◆ **EXERCISE DESCRIPTION**
Here the job is to restate every entry word for word.

◆ **Dataset entries**
use futures::future::BoxFuture;
use tracing::info;

use goalflow_core::types::ToolKind;

use super::PLAN;
use crate::graph::Step;
use crate::state::RunState;

const CALC_KEYWORDS: &[&str] = &["calc", "calculate", "compute", "expression"];
const DBT_KEYWORDS: &[&str] = &["dbt", "sql2dbt", "convert sql", "model"];

/// Whether the whole goal reads as a bare arithmetic expression.
fn is_arithmetic(goal: &str) -> bool {
    let trimmed = goal.trim();
    !trimmed.is_empty()
        && trimmed
            .chars()
            .all(|c| c.is_ascii_digit() || c.is_whitespace() || ".+-*/^()".contains(c))
        && trimmed.chars().any(|c| c.is_ascii_digit())
        && trimmed.chars().any(|c| "+-*/^".contains(c))
}

/// Route a goal to a tool kind. First match wins; lookup is the catch-all.
pub fn classify(goal: &str) -> ToolKind {
    let lowered = goal.to_lowercase();
    if CALC_KEYWORDS.iter().any(|k| lowered.contains(k)) || is_arithmetic(goal) {
        ToolKind::Calc
    } else if DBT_KEYWORDS.iter().any(|k| lowered.contains(k)) {
        ToolKind::Sql2Dbt
    } else {
        ToolKind::Search
    }
}

/// Picks the tool for the run.
pub struct PlanStep;

impl Step for PlanStep {
    fn name(&self) -> &str {
        PLAN
    }

    fn run<'a>(&'a self, state: &'a mut RunState) -> BoxFuture<'a, ()> {
        Box::pin(async move {
            let tool = classify(state.goal());
            info!(run_id = state.run_id(), tool = %tool, "Selected tool");
            state.selected_tool = Some(tool);
        })
    }
}

#[cfg(test)]
mod tests {
    use super::*;

    #[test]
    fn test_classify_keywords() {
        assert_eq!(classify("Please calculate 2 plus 2"), ToolKind::Calc);
        assert_eq!(classify("COMPUTE the total"), ToolKind::Calc);
        assert_eq!(classify("convert sql to a dbt model"), ToolKind::Sql2Dbt);
        assert_eq!(classify("Build a Model for orders"), ToolKind::Sql2Dbt);
        assert_eq!(classify("find rust async tutorials"), ToolKind::Search);
        assert_eq!(classify("what is tokio"), ToolKind::Search);
    }

    #[test]
    fn test_classify_bare_expression() {
        assert_eq!(classify("2+3*5"), ToolKind::Calc);
        assert_eq!(classify(" (1.5 + 2) ^ 2 "), ToolKind::Calc);
        assert_eq!(classify("2+*"), ToolKind::Calc);
        assert_eq!(classify("2024"), ToolKind::Search);
        assert_eq!(classify("+-"), ToolKind::Search);
    }

    #[test]
    fn test_calc_wins_over_dbt() {
        assert_eq!(classify("calculate rows in dbt model"), ToolKind::Calc);
    }

    #[tokio::test]
    async fn plan_sets_selected_tool() {
        let mut state = RunState::new("SELECT 1 for dbt", 3);
        PlanStep.run(&mut state).await;
        assert_eq!(state.selected_tool, Some(ToolKind::Sql2Dbt));
    }
}
//! The workflow's steps, one per module.

pub mod decide;
pub mod evaluate;
pub mod execute;
pub mod explain;
pub mod generate;
pub mod interpret;
pub mod plan;
pub mod prompts;

pub use decide::DecideStep;
pub use evaluate::{EvaluateStep, DEFAULT_SCOPE_HINT};
pub use execute::ExecuteStep;
pub use explain::ExplainStep;
pub use generate::GenerateStep;
pub use interpret::InterpretStep;
pub use plan::{classify, PlanStep};

pub const PLAN: &str = "plan";
pub const INTERPRET: &str = "interpret";
pub const GENERATE: &str = "generate";
pub const EXECUTE: &str = "execute";
pub const EXPLAIN: &str = "explain";
pub const EVALUATE: &str = "evaluate";
pub const DECIDE: &str = "decide";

◆ **SOLUTION TO THE EXERCISE**
use futures::future::BoxFuture;
use tracing::info;

use goalflow_core::types::ToolKind;

use super::PLAN;
use crate::graph::Step;
use crate::state::RunState;

const CALC_KEYWORDS: &[&str] = &["calc", "calculate", "compute", "expression"];
const DBT_KEYWORDS: &[&str] = &["dbt", "sql2dbt", "convert sql", "model"];

/// Whether the whole goal reads as a bare arithmetic expression.
fn is_arithmetic(goal: &str) -> bool {
    let trimmed = goal.trim();
    !trimmed.is_empty()
        && trimmed
            .chars()
            .all(|c| c.is_ascii_digit() || c.is_whitespace() || ".+-*/^()".contains(c))
        && trimmed.chars().any(|c| c.is_ascii_digit())
        && trimmed.chars().any(|c| "+-*/^".contains(c))
}

/// Route a goal to a tool kind. First match wins; lookup is the catch-all.
pub fn classify(goal: &str) -> ToolKind {
    let lowered = goal.to_lowercase();
    if CALC_KEYWORDS.iter().any(|k| lowered.contains(k)) || is_arithmetic(goal) {
        ToolKind::Calc
    } else if DBT_KEYWORDS.iter().any(|k| lowered.contains(k)) {
        ToolKind::Sql2Dbt
    } else {
        ToolKind::Search
    }
}

/// Picks the tool for the run.
pub struct PlanStep;

impl Step for PlanStep {
    fn name(&self) -> &str {
        PLAN
    }

    fn run<'a>(&'a self, state: &'a mut RunState) -> BoxFuture<'a, ()> {
        Box::pin(async move {
            let tool = classify(state.goal());
            info!(run_id = state.run_id(), tool = %tool, "Selected tool");
            state.selected_tool = Some(tool);
        })
    }
}

#[cfg(test)]
mod tests {
    use super::*;

    #[test]
    fn test_classify_keywords() {
        assert_eq!(classify("Please calculate 2 plus 2"), ToolKind::Calc);
        assert_eq!(classify("COMPUTE the total"), ToolKind::Calc);
        assert_eq!(classify("convert sql to a dbt model"), ToolKind::Sql2Dbt);
        assert_eq!(classify("Build a Model for orders"), ToolKind::Sql2Dbt);
        assert_eq!(classify("find rust async tutorials"), ToolKind::Search);
        assert_eq!(classify("what is tokio"), ToolKind::Search);
    }

    #[test]
    fn test_classify_bare_expression() {
        assert_eq!(classify("2+3*5"), ToolKind::Calc);
        assert_eq!(classify(" (1.5 + 2) ^ 2 "), ToolKind::Calc);
        assert_eq!(classify("2+*"), ToolKind::Calc);
        assert_eq!(classify("2024"), ToolKind::Search);
        assert_eq!(classify("+-"), ToolKind::Search);
    }

    #[test]
    fn test_calc_wins_over_dbt() {
        assert_eq!(classify("calculate rows in dbt model"), ToolKind::Calc);
    }

    #[tokio::test]
    async fn plan_sets_selected_tool() {
        let mut state = RunState::new("SELECT 1 for dbt", 3);
        PlanStep.run(&mut state).await;
        assert_eq!(state.selected_tool, Some(ToolKind::Sql2Dbt));
    }
}
//! The workflow's steps, one per module.

pub mod decide;
pub mod evaluate;
pub mod execute;
pub mod explain;
pub mod generate;
pub mod interpret;
pub mod plan;
pub mod prompts;

pub use decide::DecideStep;
pub use evaluate::{EvaluateStep, DEFAULT_SCOPE_HINT};
pub use execute::ExecuteStep;
pub use explain::ExplainStep;
pub use generate::GenerateStep;
pub use interpret::InterpretStep;
pub use plan::{classify, PlanStep};

pub const PLAN: &str = "plan";
pub const INTERPRET: &str = "interpret";
pub const GENERATE: &str = "generate";
pub const EXECUTE: &str = "execute";
pub const EXPLAIN: &str = "explain";
pub const EVALUATE: &str = "evaluate";
pub const DECIDE: &str = "decide";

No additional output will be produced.